Цветаева без глянца
Шрифт:
Вы, конечно, из лени, не напишете мне ни строчки, Вы вроде Али, которую нужно соблазнять неграми или хватать за загривок: пиши! Днем — море, вечером — сон.
Когда я уеду — и вот, не знаю, что дальше. Вижу себя, глядящую — согласно Вашему определению — вполоборота, через плечо, но не на Вас: на себя — эту.
Моя нежность! Завтра или послезавтра спрошу Вас, что в точности Вы делали во втором часу ночи, нынче, в воскресенье.
Помню Ваши утренние волосы: кудрявые, и дневные: проборные, и ночные: лохматые, — самые милые! И всю Вашу небрежную (не бережете!) нежность. Но слишком думать о Вас нельзя.
Спокойной
9-го нов<ого> июля 1922 г., ночь
— Письмо девятое, последнее —
Мой родной,
Сегодня наши мысли врозь, Вы берете в сон — другую, я — целое небо.

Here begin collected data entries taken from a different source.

//! Per-pass compilation context
//!
//! The state a macro can query while it runs: where it was called from
//! (`Context.currentPos()`), which conditional-compilation flags are set
//! (`Context.defined`), and a sink for warnings and infos. The host owns one
//! context per compilation pass and passes it explicitly into every
//! invocation, so independent passes never share state.
//!
//! # Position stack
//!
//! Each invocation pushes an [`ExpansionFrame`] before its body runs and pops
//! it afterwards, whether the body succeeded or not. A macro that calls another
//! macro therefore sees its own call site again once the inner call returns.
//!
//! When a body fails, the frames active where that error was raised are kept
//! together with the error, so [`CompilationContext::error_diagnostic`] can
//! list the expansion chain after the stack itself has unwound. A body that
//! recovers from a nested failure discards the kept frames.

use super::errors::{MacroDiagnostic, MacroError};
use super::position::Position;
use diagnostics::{Diagnostic, Diagnostics};
use smallvec::SmallVec;
use source_map::{FileId, SourceMap};
use std::collections::BTreeMap;

/// Default maximum nesting of macro invocations
pub const DEFAULT_MAX_DEPTH: usize = 256;

/// One active macro invocation
#[derive(Debug, Clone, PartialEq)]
pub struct ExpansionFrame {
    pub macro_name: String,
    pub call_site: Position,
}

#[derive(Debug)]
pub struct CompilationContext {
    source_map: SourceMap,
    frames: SmallVec<[ExpansionFrame; 8]>,
    max_depth: usize,
    defines: BTreeMap<String, String>,
    diagnostics: Vec<MacroDiagnostic>,
    failure_trace: Option<(MacroError, Vec<ExpansionFrame>)>,
    pass: u32,
    invocations: usize,
}

impl CompilationContext {
    pub fn new() -> Self {
        Self::with_source_map(SourceMap::new())
    }

    pub fn with_source_map(source_map: SourceMap) -> Self {
        Self {
            source_map,
            frames: SmallVec::new(),
            max_depth: DEFAULT_MAX_DEPTH,
            defines: BTreeMap::new(),
            diagnostics: Vec::new(),
            failure_trace: None,
            pass: 0,
            invocations: 0,
        }
    }

    pub fn source_map(&self) -> &SourceMap {
        &self.source_map
    }

    pub fn add_file(&mut self, name: impl Into<String>, content: impl Into<String>) -> FileId {
        self.source_map.add_file(name, content)
    }

    pub fn max_depth(&self) -> usize {
        self.max_depth
    }

    /// Values below 1 are raised to 1
    pub fn set_max_depth(&mut self, max_depth: usize) {
        self.max_depth = max_depth.max(1);
    }

    /// Start a new compilation pass.
    ///
    /// Clears the position stack, collected diagnostics and invocation count.
    /// Defines and registered files belong to the compilation, not the pass,
    /// and are kept.
    pub fn begin_pass(&mut self) -> u32 {
        if !self.frames.is_empty() {
            log::warn!(
                "starting pass {} with {} unfinished macro frame(s)",
                self.pass + 1,
                self.frames.len()
            );
        }
        self.frames.clear();
        self.diagnostics.clear();
        self.failure_trace = None;
        self.invocations = 0;
        self.pass += 1;
        log::debug!("begin compilation pass {}", self.pass);
        self.pass
    }

    pub fn pass(&self) -> u32 {
        self.pass
    }

    /// `Context.currentPos()`: call site of the innermost active invocation
    pub fn current_position(&self) -> Result<Position, MacroError> {
        self.frames
            .last()
            .map(|frame| frame.call_site)
            .ok_or(MacroError::NoActiveCompilation {
                query: "currentPos",
            })
    }

    /// Name of the innermost active macro
    pub fn current_macro(&self) -> Option<&str> {
        self.frames.last().map(|frame| frame.macro_name.as_str())
    }

    pub fn is_active(&self) -> bool {
        !self.frames.is_empty()
    }

    pub fn depth(&self) -> usize {
        self.frames.len()
    }

    /// Active invocations, outermost first
    pub fn expansion_stack(&self) -> &[ExpansionFrame] {
        &self.frames
    }

    /// Number of invocations started in this pass
    pub fn invocations(&self) -> usize {
        self.invocations
    }

    pub(crate) fn enter(&mut self, macro_name: &str, call_site: Position) -> Result<(), MacroError> {
        if self.frames.len() >= self.max_depth {
            let mut chain: Vec<String> = self.frames.iter().map(|f| f.macro_name.clone()).collect();
            chain.push(macro_name.to_string());
            return Err(MacroError::RecursionLimitExceeded {
                macro_name: macro_name.to_string(),
                depth: self.frames.len() + 1,
                max_depth: self.max_depth,
                chain,
                location: call_site,
            });
        }

        self.frames.push(ExpansionFrame {
            macro_name: macro_name.to_string(),
            call_site,
        });
        self.invocations += 1;
        log::trace!(
            "push '{}' at {} (depth {})",
            macro_name,
            call_site,
            self.frames.len()
        );
        Ok(())
    }

    pub(crate) fn exit(&mut self) {
        if let Some(frame) = self.frames.pop() {
            log::trace!("pop '{}' (depth {})", frame.macro_name, self.frames.len());
        }
    }

    /// Remember the active frames of a body failing with `err`. Outer frames
    /// propagating the same error keep the deeper trace.
    pub(crate) fn record_failure(&mut self, err: &MacroError) {
        let current = self.frames.as_slice();
        let keep = matches!(
            &self.failure_trace,
            Some((traced, trace))
                if traced == err && trace.len() > current.len() && trace.starts_with(current)
        );
        if !keep {
            self.failure_trace = Some((err.clone(), current.to_vec()));
        }
    }

    /// Drop a trace left by a failure below the current frame that the
    /// running body recovered from
    pub(crate) fn clear_recovered_failure(&mut self) {
        let current = self.frames.as_slice();
        if matches!(&self.failure_trace, Some((_, trace)) if trace.starts_with(current)) {
            self.failure_trace = None;
        }
    }

    /// Frames that were active when the last failure was raised, outermost first
    pub fn take_failure_trace(&mut self) -> Vec<ExpansionFrame> {
        self.failure_trace
            .take()
            .map(|(_, frames)| frames)
            .unwrap_or_default()
    }

    /// Render `err` with one "in expansion of macro" note per frame that was
    /// active when it was raised, innermost first. Errors raised outside any
    /// macro body get no notes.
    pub fn error_diagnostic(&mut self, err: &MacroError) -> Diagnostic {
        let mut diagnostic = err.to_diagnostic();
        let frames = match self.failure_trace.take() {
            Some((traced, frames)) if traced == *err => frames,
            _ => Vec::new(),
        };
        for frame in frames.iter().rev() {
            diagnostic.notes.push(format!(
                "in expansion of macro '{}' at {}",
                frame.macro_name,
                self.source_map.describe(&frame.call_site.span())
            ));
        }
        diagnostic
    }

    // --- Conditional compilation ---

    pub fn define(&mut self, name: impl Into<String>, value: impl Into<String>) {
        self.defines.insert(name.into(), value.into());
    }

    pub fn undefine(&mut self, name: &str) -> Option<String> {
        self.defines.remove(name)
    }

    /// `Context.defined(name)`
    pub fn defined(&self, name: &str) -> bool {
        self.defines.contains_key(name)
    }

    /// `Context.definedValue(name)`
    pub fn defined_value(&self, name: &str) -> Option<&str> {
        self.defines.get(name).map(String::as_str)
    }

    pub fn defines(&self) -> impl Iterator<Item = (&str, &str)> {
        self.defines.iter().map(|(k, v)| (k.as_str(), v.as_str()))
    }

    // --- Diagnostics ---

    /// `Context.warning(msg, pos)`
    pub fn warning(&mut self, message: impl Into<String>, pos: Position) {
        self.diagnostics.push(MacroDiagnostic::warning(message, pos));
    }

    /// `Context.info(msg, pos)`
    pub fn info(&mut self, message: impl Into<String>, pos: Position) {
        self.diagnostics.push(MacroDiagnostic::info(message, pos));
    }

    pub fn diagnostics(&self) -> &[MacroDiagnostic] {
        &self.diagnostics
    }

    /// Drain collected warnings and infos, converted for rendering
    pub fn take_diagnostics(&mut self) -> Diagnostics {
        std::mem::take(&mut self.diagnostics)
            .iter()
            .map(MacroDiagnostic::to_diagnostic)
            .collect()
    }
}

impl Default for CompilationContext {
    fn default() -> Self {
        Self::new()
    }
}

От стихов (напряжения) мне страшно захотелось спать, я ждала Ваших шагов, мне не хотелось, чтобы я когда-нибудь — в будущем — смогла сказать себе, что хоть раз пропустила Вас по своей вине, я взяла подушку и легла — головой в дверях балкона. Подымаю глаза: две створки двери — и всё небо. Шагов было много, я скоро перестала слушать, где-то играла музыка, я вдруг почувствовала свою низость (всех годов и последних дней!) я знаю, что я не такая, — это только потому, что я пытаюсь — жить.
Жить — это кроить и неустанно кривить и неустанно гнуться и уступать — и ни одна вещь не стоит (да и не стоит! простите эту грустную, серьезную игру слов), всё на мягких ногах, как тот идол, а когда хочешь выправить (не жить — быть!) — весь хребет трещит, разрыв (не с человеком, — только души!).
Мой родной, я совсем не знаю, доходит ли. Я еще полна этим пустым небом. Оно плыло, я лежала неподвижно, я знала, что я, лежащая, пройду, а оно, плывущее, останется. (Небо плывет вечно и безостановочно: с тех пор как земля и раньше чем земля, а я—всё прохожу: вечно и безостановочно. Я — это все те которые так лежали и смотрели, лежат и смотрят, будут лежать и будут смотреть: видите — я тоже бессмертно!)
И вспомнила утро: недоуменно, вне негодования. Это просто была не я. Разве я — могу кроить и рассчитывать. Нет, это жизнь за меня старается. Я могу — да — рваться (как ребенок: к тебе) — разрываться — но дальше!.. Все исхищрения, все лоскутья (урезки!) — как не завести рук за спину?
Разве нужно — в таком осуществлении — такой ценой?
Друг, должно быть небо — и для любви.
Знайте, не раскаяние и не угрызение, ни от чего не отказываюсь, пока под веками и на пороге губ. Простите меня за мои сегодняшние слова и помыслы, я была не в уме.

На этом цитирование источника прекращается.